Check every line of the material below for the string "Print", and return the ones that have it.
(INFORMATION GIVEN begins)
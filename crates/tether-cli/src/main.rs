//! tether — feature ownership supervisor CLI.
//!
//! One short-lived invocation per lifecycle operation, designed to be
//! driven by a process supervisor (one unit per feature):
//!
//! ```text
//! tether start gps
//! tether wait gps          # blocks until the instance terminates
//! tether stop gps --timeout 10
//! ```
//!
//! The process exit code is the operation result; `wait` exits with the
//! runtime instance's own exit status. The supervisor must guarantee at
//! most one in-flight invocation per feature (single-flight).

use std::path::PathBuf;
use std::time::Duration;

use clap::{Parser, Subcommand, ValueEnum};

use tether_arbiter::{FallbackWaiter, OwnershipArbiter, Settings};
use tether_runtime::ContainerCli;
use tether_state::{
    ClusterLink, DeployLabels, DesiredState, FeatureConfig, FeatureConfigs, FeatureStates,
    OwnerPref, StateStore,
};

mod commands;

#[derive(Parser)]
#[command(name = "tether", about = "Tether — feature ownership supervisor", version)]
struct Cli {
    /// Data directory holding the shared state store.
    #[arg(long, default_value = "/var/lib/tether")]
    data_dir: PathBuf,

    /// Settings file supplying the fallback pending-window override.
    #[arg(long, default_value = "/etc/tether/settings.toml")]
    settings: PathBuf,

    /// Container runtime binary.
    #[arg(long, default_value = "docker")]
    runtime_bin: String,

    #[command(subcommand)]
    command: Command,
}

#[derive(Subcommand)]
enum Command {
    /// Start a feature with whichever owner(s) the decision engages.
    Start { feature: String },
    /// Stop a feature and write the authoritative down record.
    Stop {
        feature: String,
        /// Grace period handed to the runtime, in seconds.
        #[arg(long)]
        timeout: Option<u64>,
    },
    /// Kill a feature's instance (hard detach from remote ownership).
    Kill { feature: String },
    /// Wait for a feature's instance to terminate; exits with its status.
    Wait { feature: String },
    /// Print the instance id a feature is currently addressable by.
    Id { feature: String },
    /// Dump a feature's config, live state, label, and connectivity as JSON.
    Status { feature: String },
    /// Write a feature's static configuration into the store.
    Configure {
        feature: String,
        /// Preferred execution owner.
        #[arg(long, value_enum)]
        owner: OwnerArg,
        /// Permit local execution while remote scheduling is pending or
        /// the cluster is unreachable.
        #[arg(long)]
        fallback: bool,
        /// Desired administrative state.
        #[arg(long, value_enum, default_value = "enabled")]
        desired: DesiredArg,
    },
    /// Inspect or override the cluster-connectivity record.
    Link {
        #[command(subcommand)]
        action: LinkAction,
    },
}

#[derive(Subcommand)]
enum LinkAction {
    /// Print the current connectivity record.
    Show,
    /// Mark the cluster reachable.
    Up,
    /// Mark the cluster unreachable.
    Down,
}

#[derive(Clone, Copy, ValueEnum)]
enum OwnerArg {
    Local,
    Remote,
}

impl From<OwnerArg> for OwnerPref {
    fn from(arg: OwnerArg) -> Self {
        match arg {
            OwnerArg::Local => OwnerPref::Local,
            OwnerArg::Remote => OwnerPref::Remote,
        }
    }
}

#[derive(Clone, Copy, ValueEnum)]
enum DesiredArg {
    Disabled,
    Enabled,
    AlwaysEnabled,
}

impl From<DesiredArg> for DesiredState {
    fn from(arg: DesiredArg) -> Self {
        match arg {
            DesiredArg::Disabled => DesiredState::Disabled,
            DesiredArg::Enabled => DesiredState::Enabled,
            DesiredArg::AlwaysEnabled => DesiredState::AlwaysEnabled,
        }
    }
}

#[tokio::main]
async fn main() -> anyhow::Result<()> {
    tracing_subscriber::fmt()
        .with_env_filter(
            tracing_subscriber::EnvFilter::try_from_default_env()
                .unwrap_or_else(|_| "info,tether=debug".parse().unwrap()),
        )
        .init();

    let cli = Cli::parse();

    std::fs::create_dir_all(&cli.data_dir)?;
    let store = StateStore::open(&cli.data_dir.join("tether.redb"))?;

    let configs = FeatureConfigs::new(store.clone());
    let states = FeatureStates::new(store.clone());
    let labels = DeployLabels::new(store.clone());
    let cluster = ClusterLink::new(store);

    let settings = Settings::load(&cli.settings);
    let runtime = ContainerCli::new(cli.runtime_bin);
    let arbiter = OwnershipArbiter::new(
        configs.clone(),
        states.clone(),
        labels.clone(),
        cluster.clone(),
        runtime,
        FallbackWaiter::from_settings(&settings),
    );

    let code = match cli.command {
        Command::Start { feature } => commands::lifecycle::start(&arbiter, &feature).await?,
        Command::Stop { feature, timeout } => {
            commands::lifecycle::stop(&arbiter, &feature, timeout.map(Duration::from_secs)).await?
        }
        Command::Kill { feature } => commands::lifecycle::kill(&arbiter, &feature).await?,
        Command::Wait { feature } => commands::lifecycle::wait(&arbiter, &feature).await?,
        Command::Id { feature } => commands::lifecycle::id(&arbiter, &feature)?,
        Command::Status { feature } => {
            commands::admin::status(&configs, &states, &labels, &cluster, &feature)?
        }
        Command::Configure {
            feature,
            owner,
            fallback,
            desired,
        } => commands::admin::configure(
            &configs,
            &FeatureConfig {
                name: feature,
                owner_pref: owner.into(),
                fallback_allowed: fallback,
                desired_state: desired.into(),
            },
        )?,
        Command::Link { action } => {
            let set_connected = match action {
                LinkAction::Show => None,
                LinkAction::Up => Some(true),
                LinkAction::Down => Some(false),
            };
            commands::admin::link(&cluster, set_connected)?
        }
    };

    if code != 0 {
        std::process::exit(code);
    }
    Ok(())
}
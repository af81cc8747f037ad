//! OwnershipArbiter — decides who runs a feature and records the outcome.
//!
//! Every lifecycle operation follows the same shape: read config and live
//! state, compute a decision, update live state and the label signal, then
//! invoke the runtime. Live-state writes happen before runtime calls so
//! the store reflects the decision taken even when the runtime call fails
//! or the invoking process dies.

use std::time::Duration;

use tracing::{debug, error, info, warn};

use tether_runtime::RuntimeClient;
use tether_state::{
    ClusterLink, DeployLabels, FeatureConfig, FeatureConfigs, FeatureState, FeatureStates, Owner,
    OwnerPref, RemoteState, SystemState,
};

use crate::error::{ArbiterError, ArbiterResult};
use crate::waiter::FallbackWaiter;

// ── Start-mode decision ───────────────────────────────────────────

/// Bitmask of execution owners a start operation must engage.
#[derive(Debug, Clone, Copy, PartialEq, Eq)]
pub struct StartMode(u8);

impl StartMode {
    pub const LOCAL: StartMode = StartMode(0b01);
    pub const REMOTE: StartMode = StartMode(0b10);

    pub fn contains(self, other: StartMode) -> bool {
        self.0 & other.0 == other.0
    }
}

impl std::ops::BitOr for StartMode {
    type Output = StartMode;

    fn bitor(self, rhs: StartMode) -> StartMode {
        StartMode(self.0 | rhs.0)
    }
}

/// Decide which owners a start must engage.
///
/// A local preference always runs locally. A remote preference signals the
/// remote scheduler, additionally engaging the local runtime when fallback
/// is permitted and the remote side has either not scheduled anything yet
/// or the cluster is unreachable.
pub fn decide_start_mode(
    config: &FeatureConfig,
    remote_state: RemoteState,
    connected: bool,
) -> StartMode {
    match config.owner_pref {
        OwnerPref::Local => StartMode::LOCAL,
        OwnerPref::Remote => {
            let mut mode = StartMode::REMOTE;
            if config.fallback_allowed && (remote_state == RemoteState::None || !connected) {
                mode = mode | StartMode::LOCAL;
            }
            mode
        }
    }
}

// ── Instance-id resolution ────────────────────────────────────────

/// Resolve the runtime handle addressing a feature's active instance.
///
/// Local instances are addressed by the feature name by convention; remote
/// instances by the id the remote scheduler wrote back. `None` when no
/// instance is known.
pub fn resolve_instance(state: &FeatureState) -> Option<String> {
    if state.current_owner == Owner::Local {
        Some(state.name.clone())
    } else if state.instance_id.is_empty() {
        None
    } else {
        Some(state.instance_id.clone())
    }
}

// ── Arbiter ───────────────────────────────────────────────────────

/// The ownership arbiter.
///
/// # Single-flight contract
///
/// The invoking supervisor guarantees at most one in-flight operation per
/// feature at a time. No internal locking or compare-and-swap is performed
/// on live state; concurrent same-feature invocations are undefined
/// behavior. Concurrent writes from the remote scheduler (to
/// `remote_state` / `instance_id`) are expected and handled by re-reading
/// the record wherever staleness matters.
pub struct OwnershipArbiter<R: RuntimeClient> {
    configs: FeatureConfigs,
    states: FeatureStates,
    labels: DeployLabels,
    cluster: ClusterLink,
    runtime: R,
    waiter: FallbackWaiter,
}

impl<R: RuntimeClient> OwnershipArbiter<R> {
    pub fn new(
        configs: FeatureConfigs,
        states: FeatureStates,
        labels: DeployLabels,
        cluster: ClusterLink,
        runtime: R,
        waiter: FallbackWaiter,
    ) -> Self {
        Self {
            configs,
            states,
            labels,
            cluster,
            runtime,
            waiter,
        }
    }

    fn config(&self, name: &str) -> ArbiterResult<FeatureConfig> {
        self.configs
            .get(name)?
            .ok_or_else(|| ArbiterError::NotConfigured(name.to_string()))
    }

    /// Start a feature with whichever owner(s) the decision engages.
    pub async fn start(&self, name: &str) -> ArbiterResult<()> {
        let config = self.config(name)?;
        let mut state = self.states.get_or_quiescent(name)?;
        let connected = self.cluster.connected()?;
        let mode = decide_start_mode(&config, state.remote_state, connected);
        debug!(feature = %name, ?mode, connected, "start mode decided");

        if mode == StartMode::LOCAL {
            // Purely local: keep the remote scheduler out.
            self.labels.clear(name)?;
            state.remote_state = RemoteState::None;
        }
        if mode.contains(StartMode::LOCAL) {
            state.current_owner = Owner::Local;
            state.instance_id = name.to_string();
        }
        // Record intent before touching the runtime: the store must
        // reflect the decision even if the runtime call fails below.
        state.system_state = SystemState::Up;
        state.last_update = epoch_secs();
        self.states.put(&state)?;

        let mut outcome = Ok(());
        if mode.contains(StartMode::LOCAL) {
            match self.runtime.start(name).await {
                Ok(()) => info!(feature = %name, "local instance started"),
                Err(e) => {
                    error!(feature = %name, error = %e, "local runtime start failed");
                    outcome = Err(e.into());
                }
            }
        }
        if mode.contains(StartMode::REMOTE) {
            // Fire-and-forget: the scheduler picks the label up and
            // reports progress through the feature's live state.
            self.labels.set(name)?;
            info!(feature = %name, "remote deployment signaled");
        }
        outcome
    }

    /// Stop a feature and write the authoritative down record.
    ///
    /// The terminal record is written regardless of the runtime call's
    /// outcome — the supervisor, not the instance, owns the "down" record,
    /// and the backing instance may already have crashed or been killed
    /// out-of-band.
    pub async fn stop(&self, name: &str, timeout: Option<Duration>) -> ArbiterResult<()> {
        let config = self.config(name)?;
        let mut state = self.states.get_or_quiescent(name)?;
        let instance = resolve_instance(&state);

        // A transient local stop must not detach remote ownership, so the
        // label is cleared only when the feature is configured local.
        if config.owner_pref == OwnerPref::Local {
            self.labels.clear(name)?;
        }

        let mut outcome = Ok(());
        match instance {
            Some(id) => {
                if let Err(e) = self.runtime.stop(&id, timeout).await {
                    error!(feature = %name, instance = %id, error = %e, "runtime stop failed");
                    outcome = Err(e.into());
                }
            }
            None if state.current_owner != Owner::None => {
                error!(feature = %name, owner = ?state.current_owner, "no instance id resolved for owned feature");
            }
            None => {
                info!(feature = %name, "no instance to stop");
            }
        }

        state.current_owner = Owner::None;
        state.instance_id.clear();
        state.system_state = SystemState::Down;
        if state.remote_state == RemoteState::Running {
            state.remote_state = RemoteState::Stopped;
        }
        state.last_update = epoch_secs();
        self.states.put(&state)?;
        info!(feature = %name, "feature stopped");
        outcome
    }

    /// Kill a feature's instance, severing remote ownership unless config
    /// and live state agree the feature is purely local.
    ///
    /// Live state is not rewritten here; the follow-up stop or crash
    /// notification performs the terminal record update.
    pub async fn kill(&self, name: &str) -> ArbiterResult<()> {
        let config = self.config(name)?;
        let state = self.states.get_or_quiescent(name)?;

        if config.owner_pref == OwnerPref::Local && !config.desired_state.is_enabled() {
            // Operator/config error: refused before any side effect.
            return Err(ArbiterError::Disabled(name.to_string()));
        }

        // Broader detach than stop, on purpose: any disagreement between
        // config and live state about local ownership clears the label.
        if config.owner_pref != OwnerPref::Local || state.current_owner != Owner::Local {
            self.labels.clear(name)?;
        }

        match resolve_instance(&state) {
            Some(id) => {
                if let Err(e) = self.runtime.kill(&id).await {
                    error!(feature = %name, instance = %id, error = %e, "runtime kill failed");
                    return Err(e.into());
                }
                info!(feature = %name, instance = %id, "instance killed");
            }
            None if state.current_owner != Owner::None => {
                error!(feature = %name, owner = ?state.current_owner, "no instance id resolved for owned feature");
            }
            None => {
                info!(feature = %name, "no instance to kill");
            }
        }
        Ok(())
    }

    /// Wait for a feature's instance to terminate; returns its exit status.
    ///
    /// With no observable instance and fallback permitted, polls for the
    /// pending window; exhaustion is a clean success (exit 0) so the
    /// supervisor's restart policy re-runs `start` down the local-fallback
    /// path. Otherwise this call does not return under normal operation
    /// until the runtime instance itself terminates.
    pub async fn wait(&self, name: &str) -> ArbiterResult<i32> {
        let config = self.config(name)?;
        let state = self.states.get_or_quiescent(name)?;
        let resolved = resolve_instance(&state);

        if resolved.as_deref() == Some(name) {
            // Local path: record the backing image version for audit.
            match self.runtime.image_version(name).await {
                Ok(version) => {
                    let mut state = self.states.get_or_quiescent(name)?;
                    state.stable_version = Some(version);
                    state.last_update = epoch_secs();
                    self.states.put(&state)?;
                }
                Err(e) => warn!(feature = %name, error = %e, "image version lookup failed"),
            }
        }

        let id = match resolved {
            Some(id) => id,
            None if config.fallback_allowed => {
                match self.waiter.poll_for_instance(&self.states, name).await? {
                    Some(id) => id,
                    None => {
                        // Deliberate non-failure: a clean exit lets the
                        // supervisor restart us into `start`, which then
                        // takes the local-fallback path.
                        let mut state = self.states.get_or_quiescent(name)?;
                        state.remote_state = RemoteState::None;
                        state.last_update = epoch_secs();
                        self.states.put(&state)?;
                        info!(feature = %name, "pending window exhausted, yielding for local fallback");
                        return Ok(0);
                    }
                }
            }
            None => {
                error!(feature = %name, "no instance to wait on and fallback is not permitted");
                return Err(ArbiterError::NoInstance(name.to_string()));
            }
        };

        debug!(feature = %name, instance = %id, "delegating to blocking runtime wait");
        let code = self.runtime.wait(&id).await?;
        info!(feature = %name, instance = %id, code, "instance terminated");
        Ok(code)
    }

    /// Resolve the instance id a feature is currently addressable by.
    pub fn instance_id(&self, name: &str) -> ArbiterResult<Option<String>> {
        let state = self.states.get_or_quiescent(name)?;
        Ok(resolve_instance(&state))
    }
}

fn epoch_secs() -> u64 {
    std::time::SystemTime::now()
        .duration_since(std::time::UNIX_EPOCH)
        .unwrap_or_default()
        .as_secs()
}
(INFORMATION GIVEN ends)
◆ **PROBLEM SOLUTION**
    /// Print the instance id a feature is currently addressable by.
    /// Print the current connectivity record.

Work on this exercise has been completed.